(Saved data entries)
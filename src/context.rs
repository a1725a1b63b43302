//! Call Context
//!
//! Carries cancellation and a deadline through every store call made on behalf
//! of one top-level encode or decode. Contexts are cheap to clone; a derived
//! context observes its parent's cancellation as well as its own.

use crate::error::ContextError;
use std::sync::atomic::{AtomicBool, Ordering};
use std::sync::Arc;
use std::time::{Duration, Instant};

#[derive(Debug, Clone, Default)]
pub struct Context {
    /// Cancellation flags of this context and all of its ancestors
    flags: Vec<Arc<AtomicBool>>,
    deadline: Option<Instant>,
}

/// Cancels the context it was created with, and every context derived from it.
#[derive(Debug, Clone)]
pub struct CancelHandle {
    flag: Arc<AtomicBool>,
}

impl CancelHandle {
    pub fn cancel(&self) {
        self.flag.store(true, Ordering::SeqCst);
    }
}

impl Context {
    /// A context that is never cancelled and has no deadline.
    pub fn background() -> Self {
        Self::default()
    }

    /// Derive a context that can be cancelled through the returned handle.
    pub fn with_cancel(&self) -> (Context, CancelHandle) {
        let flag = Arc::new(AtomicBool::new(false));
        let mut flags = self.flags.clone();
        flags.push(flag.clone());
        (
            Context {
                flags,
                deadline: self.deadline,
            },
            CancelHandle { flag },
        )
    }

    /// Derive a context that expires at `deadline`, or earlier if the parent does.
    pub fn with_deadline(&self, deadline: Instant) -> Context {
        let deadline = match self.deadline {
            Some(current) if current < deadline => current,
            _ => deadline,
        };
        Context {
            flags: self.flags.clone(),
            deadline: Some(deadline),
        }
    }

    pub fn with_timeout(&self, timeout: Duration) -> Context {
        self.with_deadline(Instant::now() + timeout)
    }

    pub fn deadline(&self) -> Option<Instant> {
        self.deadline
    }

    /// The reason this context is done, if it is.
    pub fn err(&self) -> Option<ContextError> {
        if self.flags.iter().any(|f| f.load(Ordering::SeqCst)) {
            return Some(ContextError::Cancelled);
        }
        match self.deadline {
            Some(deadline) if Instant::now() >= deadline => Some(ContextError::DeadlineExceeded),
            _ => None,
        }
    }

    pub fn check(&self) -> Result<(), ContextError> {
        match self.err() {
            Some(e) => Err(e),
            None => Ok(()),
        }
    }
}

What needs to be done:
Restate the line containing "done, if it is." and every remaining line of the records word for word. Add nothing.

Problem solution:
    /// The reason this context is done, if it is.
    pub fn err(&self) -> Option<ContextError> {
        if self.flags.iter().any(|f| f.load(Ordering::SeqCst)) {
            return Some(ContextError::Cancelled);
        }
        match self.deadline {
            Some(deadline) if Instant::now() >= deadline => Some(ContextError::DeadlineExceeded),
            _ => None,
        }
    }

    pub fn check(&self) -> Result<(), ContextError> {
        match self.err() {
            Some(e) => Err(e),
            None => Ok(()),
        }
    }
}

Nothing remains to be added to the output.